A rescue plane drops a package of emergency rations to a stranded explorer. The plane is travelling horizontally at 40 m/s and at a height of 100m above the ground. Where does the package hit the ground relative to the point it was released?
We can use the kinematic equations to solve this problem. The key equation we need is:
y = vi*t + 1/2*a*t^2
where y is the vertical displacement (i.e. the height above the ground), vi is the initial velocity (which is zero when the package is released), a is the acceleration due to gravity (-9.8 m/s^2), and t is the time elapsed.
We can use this equation to find the time it takes for the package to hit the ground:
100 = 0 + 1/2*(-9.8)*t^2
t = sqrt(2*100/9.8) = 4.52 s
Now we can use the horizontal velocity of the plane (40 m/s) and the time elapsed (4.52 s) to find the horizontal distance travelled by the package:
x = vi*t + 1/2*a*t^2
x = 40*4.52 = 181.04 m
So the package hits the ground 181.04 m horizontally away from the point it was released.
To find out where the package hits the ground relative to the point it was released, we can analyze the horizontal and vertical motions separately.
First, let's consider the horizontal motion. Since the plane is traveling horizontally at a constant speed of 40 m/s, the horizontal distance the package travels is solely determined by the time of flight. We can use the equation:
Distance = Speed x Time
In this case, the speed is 40 m/s, and let's assume the time of flight is denoted as "t." Therefore, the horizontal distance traveled by the package is:
Horizontal Distance = 40 m/s x t
Now, let's focus on the vertical motion of the package. We'll use the equation for the vertical displacement:
Vertical Displacement = (Initial Velocity x Time) + (0.5 x Acceleration x Time^2)
In this case, the initial velocity of the package is 0 m/s since it's just dropped from the rescue plane. The acceleration due to gravity, denoted as "g," is approximately 9.8 m/s^2. Again, the time of flight is denoted as "t."

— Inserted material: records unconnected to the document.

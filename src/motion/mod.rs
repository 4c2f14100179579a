// SPDX-License-Identifier: MPL-2.0
//! Motion layer: fire-and-forget property animation.
//!
//! Components never own timing. They describe where a visual property
//! should end up and hand that to an [`Animator`]; the view samples the
//! animator when it renders. Swapping the animator (for a recorder in tests,
//! or an instant one) changes nothing else.

pub mod easing;
pub mod tween;

pub use easing::Easing;
pub use tween::Tweener;

use std::time::{Duration, Instant};

/// Visual element an animation applies to.
#[derive(Debug, Clone, Copy, PartialEq, Eq, Hash)]
pub enum Target {
    /// The whole player, for its entrance.
    Player,
    ProgressFill,
    ProgressHandle,
    PlayIcon,
    PauseIcon,
    CenterPlay,
    VolumeSlider,
    VolumeIcon,
    ControlsOverlay,
}

/// Animated property of a [`Target`].
///
/// Units belong to the caller: widths and offsets on the progress track are
/// percentages, the volume slider width and vertical offsets are in logical
/// pixels.
#[derive(Debug, Clone, Copy, PartialEq, Eq, Hash)]
pub enum Property {
    Width,
    Left,
    /// Downward shift from the resting position.
    OffsetY,
    Opacity,
    Scale,
}

/// One property transition.
#[derive(Debug, Clone, Copy, PartialEq)]
pub struct Animation {
    pub target: Target,
    pub property: Property,
    /// Explicit start value; `None` starts from wherever the property is now.
    pub from: Option<f32>,
    pub to: f32,
    /// Wait before the transition starts; the property holds its start
    /// value meanwhile.
    pub delay: Duration,
    pub duration: Duration,
    pub easing: Easing,
}

impl Animation {
    /// Transition of `property` on `target` towards `to`, linear and instant
    /// until configured otherwise.
    #[must_use]
    pub fn to(target: Target, property: Property, to: f32) -> Self {
        Self {
            target,
            property,
            from: None,
            to,
            delay: Duration::ZERO,
            duration: Duration::ZERO,
            easing: Easing::Linear,
        }
    }

    #[must_use]
    pub fn from(mut self, from: f32) -> Self {
        self.from = Some(from);
        self
    }

    #[must_use]
    pub fn over_millis(mut self, millis: u64) -> Self {
        self.duration = Duration::from_millis(millis);
        self
    }

    #[must_use]
    pub fn after_millis(mut self, millis: u64) -> Self {
        self.delay = Duration::from_millis(millis);
        self
    }

    #[must_use]
    pub fn ease(mut self, easing: Easing) -> Self {
        self.easing = easing;
        self
    }
}

/// Capability to animate visual properties.
///
/// `animate` is fire-and-forget: nothing waits on completion. A new request
/// on the same target and property replaces the running one.
pub trait Animator {
    fn animate(&mut self, animation: Animation);

    /// Current value of a property, if it was ever animated.
    fn value(&self, target: Target, property: Property) -> Option<f32>;

    /// Advances running transitions to `now`.
    fn tick(&mut self, now: Instant);

    /// Whether a frame loop is needed.
    fn is_animating(&self) -> bool;
}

As the package falls from a height of 100 m above the ground, the vertical displacement becomes:
Vertical Displacement = (0 m/s x t) + (0.5 x 9.8 m/s^2 x t^2)
Vertical Displacement = 4.9 m/s^2 x t^2
Since the package falls vertically, the vertical displacement is also equal to the height from which it was dropped. Therefore:
Vertical Displacement = -100 m
Combining the equations for horizontal and vertical motion, we find that both motions occur at the same time (t). Thus, we can equate the horizontal and vertical displacements:
40 m/s x t = -100 m
Solving for "t," we get:
t = -100 m / 40 m/s
t = -2.5 s
Since time cannot be negative in this scenario, it means that the package is in the air for 2.5 seconds.
Now, we can find the horizontal distance traveled by substituting this value of "t" into the equation:
Horizontal Distance = 40 m/s x 2.5 s
Horizontal Distance = 100 m
Therefore, the package hit the ground 100 meters horizontally from the point it was released.